Unit Testing
Source: Eric Elliott: 5 Questions Every Unit Test Must Answer - How to Write Better Tests
Why Test?
The secret weapon to application success
Design aid: Writing tests first gives you a clearer perspective on the ideal API design.
Feature documentation (for developers): Test descriptions enshrine in code every implemented feature requirement.
Test your developer understanding: Does the developer understand the problem enough to articulate in code all critical component requirements?
Quality Assurance: Manual QA is error prone. In my experience, it’s impossible for a developer to remember all features that need testing after making a change to refactor, add new features, or remove features.
Continuous Delivery Aid: Automated QA affords the opportunity to automatically prevent broken builds from being deployed to production.
The Science of TDD
The evidence says:
TDD can reduce bug density.
TDD can encourage more modular designs (enhancing software agility/team velocity).
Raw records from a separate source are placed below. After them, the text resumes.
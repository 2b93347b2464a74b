/// Token used when a stream sanitizes down to nothing.
const FALLBACK_STREAM: &str = "OTHER";

/// Map the submitted stream, year and session to the name of the record file
/// they belong to, e.g. `("B.Tech CS", "2", "2023-2026")` ->
/// `BTECH_CS_2nd_2023-26.csv`.
///
/// Always returns a non-empty name made of ASCII letters, digits, `_`, `-`
/// and `.`.
pub fn derive_filename(stream: &str, year: &str, session: &str) -> String {
    let assembled = format!(
        "{}_{}_{}.csv",
        sanitize_stream(stream),
        year_ordinal(year),
        session_piece(session)
    );
    assembled
        .chars()
        .filter(|c| c.is_ascii_alphanumeric() || matches!(c, '_' | '-' | '.'))
        .collect()
}

fn sanitize_stream(stream: &str) -> String {
    let s: String = stream
        .replace(' ', "_")
        .chars()
        .filter(|c| c.is_ascii_alphanumeric() || *c == '_')
        .collect::<String>()
        .to_ascii_uppercase();
    if s.is_empty() {
        FALLBACK_STREAM.to_string()
    } else {
        s
    }
}

// Only 1-4 are special-cased, so "21" becomes "21th".
fn year_ordinal(year: &str) -> String {
    match year {
        "1" => "1st".to_string(),
        "2" => "2nd".to_string(),
        "3" => "3rd".to_string(),
        "4" => "4th".to_string(),
        other => format!("{other}th"),
    }
}

/// "2023-2026" -> "2023-26". Anything that is not two numeric parts keeps
/// only its digits and hyphens.
fn session_piece(session: &str) -> String {
    let parts: Vec<&str> = session.split('-').collect();
    if let [start, end] = parts.as_slice() {
        if is_numeric(start) && is_numeric(end) {
            let short = &end[end.len().saturating_sub(2)..];
            return format!("{start}-{short}");
        }
    }
    session
        .chars()
        .filter(|c| c.is_ascii_digit() || *c == '-')
        .collect()
}

fn is_numeric(part: &str) -> bool {
    !part.is_empty() && part.bytes().all(|b| b.is_ascii_digit())
}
TDD can reduce code complexity.
Says science: There is significant empirical evidence that TDD works*.
Write Tests First
Before you implement, write the test.
What's Good Unit Test
How unit tests are used
Design aid: written during design phase, prior to implementation.
Feature documentation & test of developer understanding: The test should provide a clear description of the feature being tested.
QA/Continuous Delivery: The tests should halt the delivery pipeline on failure and produce a good bug report when they fail.
Unit Test as a Bug Report
A failing test should read like a high-quality bug report.
What’s in a good test failure bug report?
What were you testing?
What should it do?
What was the output (actual behavior)?
What was the expected output (expected behavior)?
Equal is your new default assertion. It is the staple of every good test suite.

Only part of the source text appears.